Dans l'entre-deux guerres, c'est surtout "la ville" qui se peuple de plus en plus, ainsi que le petit parc et les alentours du temple protestant. Avec une multitude de pavillons à la joyeuse diversité. Nombre de grandes parcelles se lotissent en impasses.

Dans les années 50, c'est dans le parc que se construisent de très nombreuses résidences, des plus cossues aux plus "sociales", en particulier au square Lekain.

Mais la voiture envahit Longueil. Son centre n'est plus que "la N 308" avec son cortège permanent de voitures et de poids lourds. Et les parkings envahissent le reste.

Dans les années 90 que presque tout le côté des numéros impairs est rasé et remplacé par un vaste ensemble. Les nostalgiques rerettent le style et l'ambiance ancienne, les bazars et le café de Paris. Mais les surfaces alimentaires de Casino et Picard, et toute une série de commerces, ne donnent que plus de vitalité à l'activité commerciale et sociale de l'avenue.

La nature des commerces ne change par tellement, sinon par une tertiarisation. Banques et agences immobilières remplacent bazars et cafés. En revanche, l'alimentaire reste roi, de même que les cafés et restaurants avec leurs terrasses et leurs espaces intérieurs.

Au fil des décennies, Longueil assèche la vie commerciale et conviviale des autres quartiers. Surtout les plus éloignés : avenue de la Pelouse au fond du parc, rue du Gros Murger en lisière de forêt (voir notre article). Même les avenues adjacentes (De Gaulle, Saint Germain notamment) voient se fermer les magasins. Par exemple, sur De Gaulle, la mercerie et plus loin la pharmacie.

La concurrence des grands surfaces (notamment Carrefour à Montesson) ne freine pas l'activité de Prisunic puis de Casino. A fortiori celle des commerces de qualité (Epicerie de Longueil, pâtisserie Durand, Paul et Catherine...).
En revanche, le vaste espace central de l'avenue, est peu à peu sacrifié. Vers 1880 arrive le tramway, avec sa caténaire, ses voies, ses bruits. Il sera bientôt remplacé par l'autobus. Mais c'est surtout l'automobile qui envahit tout. Présente dès la belle époque, comme nous le rappelle la borne Michelin N 308. Mais surtout pendant les 30 glorieuses, de l'automobile. Tant pis pour le marché, tôt transféré à son emplacement actuel. Tant pis pour le fêtes, et tant pis pour la pollution. Sans parler des dangers de cette grosses circulation, qui tue de temps en temps.

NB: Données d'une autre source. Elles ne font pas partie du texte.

use serde::{Deserialize, Serialize};

pub const TRIAGE_PATH: &str = "/triage";
pub const HEALTH_PATH: &str = "/health";

/// Body of `POST /triage`.
#[derive(Debug, Clone, PartialEq, Eq, Serialize, Deserialize)]
pub struct TriageRequest {
    pub message: String,
}

/// Body of `GET /health`.
#[derive(Debug, Clone, PartialEq, Eq, Serialize, Deserialize)]
pub struct HealthResponse {
    pub status: String,
}

impl HealthResponse {
    pub fn is_ok(&self) -> bool {
        self.status.eq_ignore_ascii_case("ok")
    }
}

#[cfg(test)]
mod tests {
    use super::*;

    #[test]
    fn triage_request_wire_shape() {
        let request = TriageRequest {
            message: "My landlord kept my deposit".into(),
        };
        assert_eq!(
            serde_json::to_value(&request).expect("encode"),
            serde_json::json!({ "message": "My landlord kept my deposit" })
        );
    }
}
use serde::{Deserialize, Serialize};

use crate::error::SubmissionError;

/// Minimum number of characters a case description must hold once
/// surrounding whitespace is ignored.
pub const MIN_CASE_MESSAGE_CHARS: usize = 10;

/// A case description that passed local validation.
///
/// The wrapped text is the caller's input verbatim; trimming is only applied
/// when measuring it.
#[derive(Debug, Clone, PartialEq, Eq)]
pub struct CaseMessage(String);

impl CaseMessage {
    pub fn parse(raw: impl Into<String>) -> Result<Self, SubmissionError> {
        let raw = raw.into();
        let actual_chars = trimmed_char_count(&raw);
        if actual_chars < MIN_CASE_MESSAGE_CHARS {
            return Err(SubmissionError::Validation {
                min_chars: MIN_CASE_MESSAGE_CHARS,
                actual_chars,
            });
        }
        Ok(Self(raw))
    }

    pub fn as_str(&self) -> &str {
        &self.0
    }

    pub fn into_inner(self) -> String {
        self.0
    }
}

impl AsRef<str> for CaseMessage {
    fn as_ref(&self) -> &str {
        &self.0
    }
}

pub fn trimmed_char_count(raw: &str) -> usize {
    raw.trim().chars().count()
}

pub fn is_valid_case_message(raw: &str) -> bool {
    trimmed_char_count(raw) >= MIN_CASE_MESSAGE_CHARS
}

/// Verdict reported by the triage service.
///
/// Only the two exact upper-case spellings are recognised; every other value,
/// including a missing or null status, is kept as `Neutral` with its original
/// text.
#[derive(Debug, Clone, PartialEq, Eq, Serialize, Deserialize)]
#[serde(from = "Option<String>", into = "String")]
pub enum DecisionStatus {
    Accepted,
    Rejected,
    Neutral(String),
}

impl DecisionStatus {
    pub const ACCEPTED: &'static str = "ACCEPTED";
    pub const REJECTED: &'static str = "REJECTED";

    pub fn classify(raw: Option<&str>) -> Self {
        match raw {
            Some(Self::ACCEPTED) => Self::Accepted,
            Some(Self::REJECTED) => Self::Rejected,
            Some(other) => Self::Neutral(other.to_string()),
            None => Self::Neutral(String::new()),
        }
    }

    pub fn as_str(&self) -> &str {
        match self {
            Self::Accepted => Self::ACCEPTED,
            Self::Rejected => Self::REJECTED,
            Self::Neutral(raw) => raw,
        }
    }

    pub fn is_neutral(&self) -> bool {
        matches!(self, Self::Neutral(_))
    }
}

impl Default for DecisionStatus {
    fn default() -> Self {
        Self::Neutral(String::new())
    }
}

impl From<Option<String>> for DecisionStatus {
    fn from(value: Option<String>) -> Self {
        Self::classify(value.as_deref())
    }
}

impl From<DecisionStatus> for String {
    fn from(value: DecisionStatus) -> Self {
        match value {
            DecisionStatus::Neutral(raw) => raw,
            known => known.as_str().to_string(),
        }
    }
}

/// Successful triage outcome.
#[derive(Debug, Clone, PartialEq, Serialize, Deserialize)]
pub struct Decision {
    #[serde(default)]
    pub status: DecisionStatus,
    #[serde(default)]
    pub route: Option<String>,
    pub confidence: f64,
    pub explanation: String,
    #[serde(default, deserialize_with = "null_as_empty")]
    pub steps: Vec<String>,
}

fn null_as_empty<'de, D>(deserializer: D) -> Result<Vec<String>, D::Error>
where
    D: serde::Deserializer<'de>,
{
    Ok(Option::<Vec<String>>::deserialize(deserializer)?.unwrap_or_default())
}
use serde::{Deserialize, Serialize};
use thiserror::Error;

#[derive(Debug, Clone, Copy, PartialEq, Eq, Serialize, Deserialize)]
#[serde(rename_all = "snake_case")]
pub enum ErrorKind {
    Validation,
    Transport,
    Service,
    Decode,
}

/// Failure of one submission cycle.
///
/// Validation failures are raised before any network activity; the other
/// kinds are produced at the triage client boundary.
#[derive(Debug, Clone, PartialEq, Eq, Error)]
pub enum SubmissionError {
    #[error("Please describe your situation in at least {min_chars} characters.")]
    Validation {
        min_chars: usize,
        actual_chars: usize,
    },
    #[error("Triage service unreachable: {message}")]
    Transport { message: String },
    #[error("Triage request failed ({status}): {body}")]
    Service { status: u16, body: String },
    #[error("Malformed triage response: {message}")]
    Decode { message: String },
}

impl SubmissionError {
    pub fn transport(message: impl Into<String>) -> Self {
        Self::Transport {
            message: message.into(),
        }
    }

    pub fn decode(message: impl Into<String>) -> Self {
        Self::Decode {
            message: message.into(),
        }
    }

    pub fn kind(&self) -> ErrorKind {
        match self {
            Self::Validation { .. } => ErrorKind::Validation,
            Self::Transport { .. } => ErrorKind::Transport,
            Self::Service { .. } => ErrorKind::Service,
            Self::Decode { .. } => ErrorKind::Decode,
        }
    }

    pub fn status(&self) -> Option<u16> {
        match self {
            Self::Service { status, .. } => Some(*status),
            _ => None,
        }
    }

    pub fn is_validation(&self) -> bool {
        self.kind() == ErrorKind::Validation
    }
}

#[cfg(test)]
mod tests {
    use super::*;

    #[test]
    fn service_error_keeps_status_and_body_verbatim() {
        let err = SubmissionError::Service {
            status: 500,
            body: "internal error".into(),
        };
        assert_eq!(err.status(), Some(500));
        assert_eq!(err.kind(), ErrorKind::Service);
        assert_eq!(err.to_string(), "Triage request failed (500): internal error");
    }

    #[test]
    fn only_service_errors_carry_status() {
        assert_eq!(SubmissionError::transport("refused").status(), None);
        assert_eq!(SubmissionError::decode("eof").status(), None);
        let validation = SubmissionError::Validation {
            min_chars: 10,
            actual_chars: 3,
        };
        assert_eq!(validation.status(), None);
        assert!(validation.is_validation());
    }
}
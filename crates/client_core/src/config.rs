use std::{fs, io, path::Path, time::Duration};

use anyhow::{bail, Context};
use serde::Deserialize;
use url::Url;

pub const DEFAULT_BASE_URL: &str = "http://127.0.0.1:8000";
pub const SETTINGS_FILE: &str = "triage.toml";

#[derive(Debug, Clone, PartialEq, Eq)]
pub struct ClientSettings {
    pub base_url: String,
    /// `None` waits for the service indefinitely.
    pub request_timeout: Option<Duration>,
}

impl Default for ClientSettings {
    fn default() -> Self {
        Self {
            base_url: DEFAULT_BASE_URL.into(),
            request_timeout: None,
        }
    }
}

impl ClientSettings {
    pub fn with_overrides(mut self, base_url: Option<String>, timeout_secs: Option<u64>) -> Self {
        if let Some(v) = base_url {
            self.base_url = normalize_base_url(&v);
        }
        if let Some(secs) = timeout_secs {
            self.request_timeout = timeout_from_secs(secs);
        }
        self
    }
}

#[derive(Debug, Default, Deserialize)]
struct FileSettings {
    base_url: Option<String>,
    request_timeout_secs: Option<u64>,
}

pub fn load_settings() -> anyhow::Result<ClientSettings> {
    load_settings_from(Path::new(SETTINGS_FILE), |key| std::env::var(key).ok())
}

pub fn load_settings_from(
    path: &Path,
    env: impl Fn(&str) -> Option<String>,
) -> anyhow::Result<ClientSettings> {
    let mut settings = ClientSettings::default();

    match fs::read_to_string(path) {
        Ok(raw) => {
            let file_cfg: FileSettings = toml::from_str(&raw)
                .with_context(|| format!("failed to parse settings file '{}'", path.display()))?;
            if let Some(v) = file_cfg.base_url {
                settings.base_url = v;
            }
            if let Some(secs) = file_cfg.request_timeout_secs {
                settings.request_timeout = timeout_from_secs(secs);
            }
        }
        Err(err) if err.kind() == io::ErrorKind::NotFound => {}
        Err(err) => {
            return Err(err)
                .with_context(|| format!("failed to read settings file '{}'", path.display()));
        }
    }

    if let Some(v) = env("TRIAGE_API_BASE_URL") {
        settings.base_url = v;
    }
    if let Some(v) = env("APP__BASE_URL") {
        settings.base_url = v;
    }

    if let Some(v) = env("APP__REQUEST_TIMEOUT_SECS") {
        if let Ok(secs) = v.trim().parse::<u64>() {
            settings.request_timeout = timeout_from_secs(secs);
        }
    }

    settings.base_url = normalize_base_url(&settings.base_url);
    Ok(settings)
}

fn timeout_from_secs(secs: u64) -> Option<Duration> {
    (secs > 0).then(|| Duration::from_secs(secs))
}

pub fn normalize_base_url(raw_base_url: &str) -> String {
    let raw_base_url = raw_base_url.trim();

    if raw_base_url.is_empty() {
        return DEFAULT_BASE_URL.to_string();
    }

    raw_base_url.trim_end_matches('/').to_string()
}

/// Normalizes `raw_base_url` and checks that it is an absolute http(s) URL.
pub fn parse_base_url(raw_base_url: &str) -> anyhow::Result<String> {
    let base_url = normalize_base_url(raw_base_url);
    let parsed =
        Url::parse(&base_url).with_context(|| format!("invalid triage base url '{base_url}'"))?;
    if !matches!(parsed.scheme(), "http" | "https") {
        bail!(
            "unsupported scheme '{}' in triage base url '{base_url}'",
            parsed.scheme()
        );
    }
    Ok(base_url)
}

#[cfg(test)]
#[path = "tests/config_tests.rs"]
mod tests;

Certains regrettent les chevaux comme moyen de transport. La ville leur fait quelques clins d'oeil, avec des gendarmes à cheval, les services occasionnels d'une calèche, ou le ramassage des arbres de Noël après les fêtes. Mais les anciens n'ont pas oublié l'abondance malsaine et malodorante du crottin (que les cartes postales se gardent bien de montrer).

Les plans n'ont pas manqué détourner voitures et camions. Par exemple d'une grande déviation avec pont entre Fromainville et Cormeilles, et quelques efforts des automobilistes habitués pour contourner, dans un sens par Canus et Croix Castel, ou par Masson et Mesnil, dans l'autre par Solférino-Prieuré ou par derrière le château. Mais ce n'est que marginal.

A partit de 2020, les vélos (plus les patinettes) font sentir leur pression. Les arceaux se multiplient pour les arer. Et, en 2022, les contre-allées deviennent des vélorues.